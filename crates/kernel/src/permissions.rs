//! Permission keys, permission trees, and permission-based tree pruning.
//!
//! Permission keys are plain strings of the form `<module>:<action>`. A user's
//! grants are a [`PermissionSet`]; the `*` token grants everything.
//!
//! Two gating semantics are in use:
//! - **Node level** (menu entries): a node listing several permissions is
//!   visible when the user holds *any* of them.
//! - **Section level** (whole endpoints such as the permission tree): the
//!   caller must hold *all* listed permissions. See [`PermissionSet::allows_all`].

use std::collections::HashSet;

use serde::{Deserialize, Serialize};

use crate::menu::MenuConfig;

/// Grant token that satisfies every permission check.
pub const WILDCARD: &str = "*";

/// Actions a permission can grant on a module.
#[derive(Debug, Clone, Copy, PartialEq, Eq, Hash, PartialOrd, Ord, Serialize, Deserialize)]
#[serde(rename_all = "lowercase")]
pub enum PermissionAction {
    View,
    Create,
    Update,
    Delete,
    Reboot,
    Shutdown,
    Start,
    Dns,
    Ssl,
    Upload,
    Download,
    Backup,
    Restore,
    Deploy,
}

impl PermissionAction {
    /// Standard CRUD actions, the set most modules expose.
    pub const CRUD: [PermissionAction; 4] = [
        PermissionAction::View,
        PermissionAction::Create,
        PermissionAction::Update,
        PermissionAction::Delete,
    ];

    pub fn as_str(&self) -> &'static str {
        match self {
            Self::View => "view",
            Self::Create => "create",
            Self::Update => "update",
            Self::Delete => "delete",
            Self::Reboot => "reboot",
            Self::Shutdown => "shutdown",
            Self::Start => "start",
            Self::Dns => "dns",
            Self::Ssl => "ssl",
            Self::Upload => "upload",
            Self::Download => "download",
            Self::Backup => "backup",
            Self::Restore => "restore",
            Self::Deploy => "deploy",
        }
    }

    /// Human-readable verb phrase, prefixed to the module label.
    pub fn label(&self) -> &'static str {
        match self {
            Self::View => "View",
            Self::Create => "Create",
            Self::Update => "Update",
            Self::Delete => "Delete",
            Self::Reboot => "Reboot",
            Self::Shutdown => "Shut down",
            Self::Start => "Start",
            Self::Dns => "Manage DNS for",
            Self::Ssl => "Manage SSL certificates for",
            Self::Upload => "Upload files to",
            Self::Download => "Download files from",
            Self::Backup => "Back up",
            Self::Restore => "Restore",
            Self::Deploy => "Deploy",
        }
    }
}

/// Build the permission key for a module/action pair, e.g. `user:view`.
pub fn permission_key(module: &str, action: PermissionAction) -> String {
    format!("{module}:{}", action.as_str())
}

/// A single grantable permission.
#[derive(Debug, Clone, PartialEq, Eq, Serialize, Deserialize)]
pub struct Permission {
    pub key: String,
    pub label: String,
}

/// Generate a [`Permission`] for a module/action pair.
///
/// The label defaults to `"<action label> <module label>"`, e.g.
/// `"View Users"`.
pub fn generate_permission(
    module: &str,
    action: PermissionAction,
    module_label: &str,
    label: Option<&str>,
) -> Permission {
    Permission {
        key: permission_key(module, action),
        label: label
            .map(str::to_string)
            .unwrap_or_else(|| format!("{} {module_label}", action.label())),
    }
}

/// A node of the permission tree shown in role editors.
#[derive(Debug, Clone, PartialEq, Eq, Serialize, Deserialize)]
pub struct PermissionConfig {
    pub key: String,
    pub label: String,
    #[serde(default, skip_serializing_if = "Vec::is_empty")]
    pub children: Vec<PermissionConfig>,
    #[serde(default, skip_serializing_if = "Vec::is_empty")]
    pub permissions: Vec<Permission>,
}

impl PermissionConfig {
    /// A leaf module node carrying one permission per action.
    pub fn for_module(
        module: &str,
        module_label: &str,
        actions: impl IntoIterator<Item = PermissionAction>,
    ) -> Self {
        Self {
            key: module.to_string(),
            label: module_label.to_string(),
            children: Vec::new(),
            permissions: actions
                .into_iter()
                .map(|action| generate_permission(module, action, module_label, None))
                .collect(),
        }
    }

    /// A grouping node with sub-modules and no permissions of its own.
    pub fn group(key: &str, label: &str, children: Vec<PermissionConfig>) -> Self {
        Self {
            key: key.to_string(),
            label: label.to_string(),
            children,
            permissions: Vec::new(),
        }
    }
}

/// The caller's roles and granted permissions, as returned to the client.
#[derive(Debug, Clone, Default, PartialEq, Eq, Serialize, Deserialize)]
pub struct UserPermissions {
    pub roles: Vec<String>,
    pub permissions: Vec<String>,
}

/// A user's granted permission keys.
#[derive(Debug, Clone, Default, PartialEq, Eq)]
pub struct PermissionSet {
    granted: HashSet<String>,
}

impl PermissionSet {
    pub fn new() -> Self {
        Self::default()
    }

    /// True when the set contains the `*` wildcard.
    pub fn is_superuser(&self) -> bool {
        self.granted.contains(WILDCARD)
    }

    /// Check a single permission key.
    pub fn allows(&self, permission: &str) -> bool {
        self.is_superuser() || self.granted.contains(permission)
    }

    /// Node-level check: an empty requirement list is always satisfied,
    /// otherwise any one listed permission suffices.
    pub fn allows_any<S: AsRef<str>>(&self, required: &[S]) -> bool {
        required.is_empty() || required.iter().any(|p| self.allows(p.as_ref()))
    }

    /// Section-level check: every listed permission must be held.
    pub fn allows_all<S: AsRef<str>>(&self, required: &[S]) -> bool {
        required.iter().all(|p| self.allows(p.as_ref()))
    }

    pub fn len(&self) -> usize {
        self.granted.len()
    }

    pub fn is_empty(&self) -> bool {
        self.granted.is_empty()
    }
}

impl<S: Into<String>> FromIterator<S> for PermissionSet {
    fn from_iter<I: IntoIterator<Item = S>>(iter: I) -> Self {
        Self {
            granted: iter.into_iter().map(Into::into).collect(),
        }
    }
}

/// Prune a menu tree to what `granted` can reach.
///
/// Depth-first: a node whose permission list is non-empty survives only if
/// the user holds one of them; a parent whose children are all removed and
/// which has no component of its own is removed too. Siblings are stably
/// sorted by `order` at every level.
pub fn filter_menu_tree(tree: &[MenuConfig], granted: &PermissionSet) -> Vec<MenuConfig> {
    let mut kept: Vec<MenuConfig> = tree
        .iter()
        .filter_map(|node| filter_menu_node(node, granted))
        .collect();
    kept.sort_by_key(|node| node.order);
    kept
}

fn filter_menu_node(node: &MenuConfig, granted: &PermissionSet) -> Option<MenuConfig> {
    if !granted.allows_any(&node.permissions) {
        return None;
    }

    let mut node = node.clone();
    if !node.children.is_empty() {
        node.children = filter_menu_tree(&node.children, granted);
        if node.children.is_empty() && node.component.is_none() {
            return None;
        }
    }
    Some(node)
}

/// Prune a permission tree to the permissions `granted` actually holds.
///
/// Nodes that had permissions or children but lose all of them are dropped.
/// Order is preserved.
pub fn filter_permission_tree(
    tree: &[PermissionConfig],
    granted: &PermissionSet,
) -> Vec<PermissionConfig> {
    if granted.is_superuser() {
        return tree.to_vec();
    }
    tree.iter()
        .filter_map(|node| {
            let had_content = !node.permissions.is_empty() || !node.children.is_empty();
            let permissions: Vec<Permission> = node
                .permissions
                .iter()
                .filter(|p| granted.allows(&p.key))
                .cloned()
                .collect();
            let children = filter_permission_tree(&node.children, granted);
            if had_content && permissions.is_empty() && children.is_empty() {
                return None;
            }
            Some(PermissionConfig {
                key: node.key.clone(),
                label: node.label.clone(),
                children,
                permissions,
            })
        })
        .collect()
}
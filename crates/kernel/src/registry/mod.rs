//! Application registry.
//!
//! Applications are listed explicitly in an [`ApplicationTable`] and
//! registered one at a time, in listing order. For each application the
//! registry:
//!
//! 1. runs its `register` callback against a scratch [`ServerHandle`] and
//!    mounts the routes under the application's name only on success;
//! 2. pulls the contributions of its base key (modules, admin menus, client
//!    menus, permissions) into the [`ConfigStore`].
//!
//! Errors and panics in either step are caught and recorded in the
//! application's [`RegistrationReport`]; they never abort boot and never
//! affect other applications. Registering the same application again replaces
//! its routes and its slots wholesale.

mod application;
mod error;
mod report;

pub use application::{
    AppContributions, AppSubtype, Application, ApplicationInfo, ApplicationTable, ServerHandle,
    split_app_name,
};
pub use error::RegistryError;
pub use report::{RegistrationReport, SlotStatus};

use std::collections::HashMap;
use std::panic::{AssertUnwindSafe, catch_unwind};
use std::sync::Arc;

use tracing::{debug, info, warn};

use crate::config_store::{ConfigEntry, ConfigKind, ConfigStore};
use error::panic_message;

/// Drives application registration and owns the boot-time config store.
#[derive(Default)]
pub struct AppRegistry {
    contributions: HashMap<String, Arc<dyn AppContributions>>,
    store: ConfigStore,
    applications: Vec<ApplicationInfo>,
}
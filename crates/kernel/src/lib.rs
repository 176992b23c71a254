//! DRYcore Kernel Library
//!
//! Multi-application runtime core: domain routing, application registry,
//! configuration store, menu trees and permission filtering, plus the HTTP
//! surface that serves them. The `drycore` binary wires it together.

pub mod auth;
pub mod config;
pub mod config_store;
pub mod domain;
pub mod endpoint;
pub mod error;
pub mod menu;
pub mod middleware;
pub mod module;
pub mod permissions;
pub mod registry;
pub mod routes;
pub mod state;

pub use auth::{AuthError, Authenticator, Identity};
pub use config::Config;
pub use config_store::{ConfigEntry, ConfigKind, ConfigStore, SharedConfig};
pub use domain::{AppTarget, DomainResolver, DomainTableError};
pub use endpoint::EndpointType;
pub use error::{ApiError, ApiResult, Envelope};
pub use menu::{
    MenuChildDefinition, MenuConfig, MenuCustomizer, MenuItemDefinition, MenuTreeBuilder,
    build_menu,
};
pub use module::{
    ModuleCatalog, ModuleCatalogError, ModuleDefinition, account_module, core_modules, home_module,
    system_module,
};
pub use permissions::{
    Permission, PermissionAction, PermissionConfig, PermissionSet, UserPermissions,
    filter_menu_tree, filter_permission_tree, generate_permission, permission_key,
};
pub use registry::{
    AppContributions, AppRegistry, AppSubtype, Application, ApplicationInfo, ApplicationTable,
    BootOutcome, RegistrationReport, RegistryError, ServerHandle, SlotStatus, boot,
};
pub use routes::build_router;
pub use state::AppState;
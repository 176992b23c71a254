#![allow(clippy::unwrap_used, clippy::expect_used)]
//! DRYcore test utilities.
//!
//! Fixture builders for menu trees and identities, a request helper that
//! drives a router in-process, and assertion helpers for response envelopes.

use drycore_kernel::{
    Authenticator, EndpointType, Identity, MenuChildDefinition, MenuConfig, MenuItemDefinition,
    ModuleDefinition, PermissionSet,
};

/// Create a menu item definition visible on every endpoint. The module
/// shares the item's id and uses it as its label.
pub fn menu_item(id: &str, order: i32) -> MenuItemDefinition {
    MenuItemDefinition::new(id, ModuleDefinition::new(id, id), "appstore", order)
        .available_for(EndpointType::ALL)
}

/// Create a child definition visible on every endpoint.
pub fn menu_child(id: &str) -> MenuChildDefinition {
    MenuChildDefinition::new(id, id).available_for(EndpointType::ALL)
}

/// Create a menu node with default values: path `/<key>`, no permissions,
/// no component, no children.
pub fn menu_node(key: &str, order: i32) -> TestMenuNode {
    TestMenuNode {
        node: MenuConfig {
            key: key.to_string(),
            label: key.to_string(),
            icon: None,
            path: format!("/{key}"),
            order,
            permissions: Vec::new(),
            component: None,
            hide_in_menu: false,
            children: Vec::new(),
        },
    }
}

/// A menu node builder for creating test fixtures.
#[derive(Debug, Clone)]
pub struct TestMenuNode {
    node: MenuConfig,
}

impl TestMenuNode {
    /// Set the label.
    pub fn label(mut self, label: &str) -> Self {
        self.node.label = label.to_string();
        self
    }

    /// Require any one of these permissions.
    pub fn permissions(mut self, permissions: &[&str]) -> Self {
        self.node.permissions = permissions.iter().map(|p| p.to_string()).collect();
        self
    }

    /// Attach a page component.
    pub fn component(mut self, component: &str) -> Self {
        self.node.component = Some(component.to_string());
        self
    }

    /// Add a child node.
    pub fn child(mut self, child: TestMenuNode) -> Self {
        self.node.children.push(child.build());
        self
    }

    /// Mark as routable but hidden from navigation.
    pub fn hidden(mut self) -> Self {
        self.node.hide_in_menu = true;
        self
    }

    pub fn build(self) -> MenuConfig {
        self.node
    }
}

/// Create a test identity holding `permissions`.
pub fn identity(username: &str, permissions: &[&str]) -> Identity {
    Identity {
        id: username.to_string(),
        username: username.to_string(),
        roles: vec!["user".to_string()],
        permissions: permissions.iter().map(|p| p.to_string()).collect(),
    }
}

/// Create a superuser identity (wildcard grant).
pub fn admin_identity() -> Identity {
    Identity {
        id: "admin".to_string(),
        username: "admin".to_string(),
        roles: vec!["admin".to_string()],
        permissions: vec!["*".to_string()],
    }
}

/// Static token for [`admin_identity`] in [`test_authenticator`].
pub const ADMIN_TOKEN: &str = "admin-token";

/// Static token for the viewer identity in [`test_authenticator`].
pub const USER_TOKEN: &str = "user-token";

/// Authenticator accepting [`ADMIN_TOKEN`] and [`USER_TOKEN`]. The user holds
/// view permissions on the cloud modules only.
pub fn test_authenticator() -> Authenticator {
    Authenticator::new()
        .with_token(ADMIN_TOKEN, admin_identity())
        .with_token(
            USER_TOKEN,
            identity(
                "user",
                &["server:view", "domain:view", "storage:view", "database:view"],
            ),
        )
}

/// Build a permission set from string literals.
pub fn granted(permissions: &[&str]) -> PermissionSet {
    permissions.iter().copied().collect()
}

/// In-process HTTP helpers.
pub mod http {
    use axum::Router;
    use axum::body::Body;
    use axum::http::{Request, StatusCode, header};
    use axum::response::Response;
    use http_body_util::BodyExt;
    use serde_json::Value;
    use tower::ServiceExt;

    /// Build a GET request for `host`, optionally with a bearer token.
    pub fn get(uri: &str, host: &str, token: Option<&str>) -> Request<Body> {
        let mut builder = Request::builder().uri(uri).header(header::HOST, host);
        if let Some(token) = token {
            builder = builder.header(header::AUTHORIZATION, format!("Bearer {token}"));
        }
        builder.body(Body::empty()).unwrap()
    }

    /// Send a request through the router.
    pub async fn send(router: &Router, request: Request<Body>) -> Response {
        router.clone().oneshot(request).await.unwrap()
    }

    /// Send a request and parse the JSON body.
    pub async fn send_json(router: &Router, request: Request<Body>) -> (StatusCode, Value) {
        let response = send(router, request).await;
        let status = response.status();
        let bytes = response.into_body().collect().await.unwrap().to_bytes();
        let body = if bytes.is_empty() {
            Value::Null
        } else {
            serde_json::from_slice(&bytes).unwrap()
        };
        (status, body)
    }
}

/// Assertion helpers for response envelopes and menu trees.
pub mod assert {
    use drycore_kernel::MenuConfig;
    use serde_json::Value;

    /// Assert a success envelope and return its data.
    pub fn success(body: &Value) -> &Value {
        assert_eq!(
            body.get("status").and_then(Value::as_str),
            Some("success"),
            "Expected success envelope, got: {body}"
        );
        body.get("data").unwrap_or(&Value::Null)
    }

    /// Assert an error envelope with a message.
    pub fn error(body: &Value) {
        assert_eq!(
            body.get("status").and_then(Value::as_str),
            Some("error"),
            "Expected error envelope, got: {body}"
        );
        assert!(body.get("message").is_some(), "Expected message in: {body}");
        assert!(body.get("data").is_none(), "Error envelope must not carry data: {body}");
    }

    /// Keys of a JSON menu array, top level only.
    pub fn keys(menu: &Value) -> Vec<String> {
        menu.as_array()
            .map(|items| {
                items
                    .iter()
                    .filter_map(|i| i.get("key").and_then(Value::as_str).map(str::to_string))
                    .collect()
            })
            .unwrap_or_default()
    }

    /// Keys of a menu tree, top level only.
    pub fn menu_keys(menu: &[MenuConfig]) -> Vec<&str> {
        menu.iter().map(|m| m.key.as_str()).collect()
    }

    /// Assert that a string contains a substring.
    pub fn contains(haystack: &str, needle: &str) {
        assert!(
            haystack.contains(needle),
            "Expected string to contain '{needle}'\nActual: {haystack}"
        );
    }
}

==============================

§ BRIEF:
Check the entries above for the word "Backup" and copy every line where it turns up.

§ EXERCISE SOLUTION:
    Backup,
            Self::Backup => "backup",
            Self::Backup => "Back up",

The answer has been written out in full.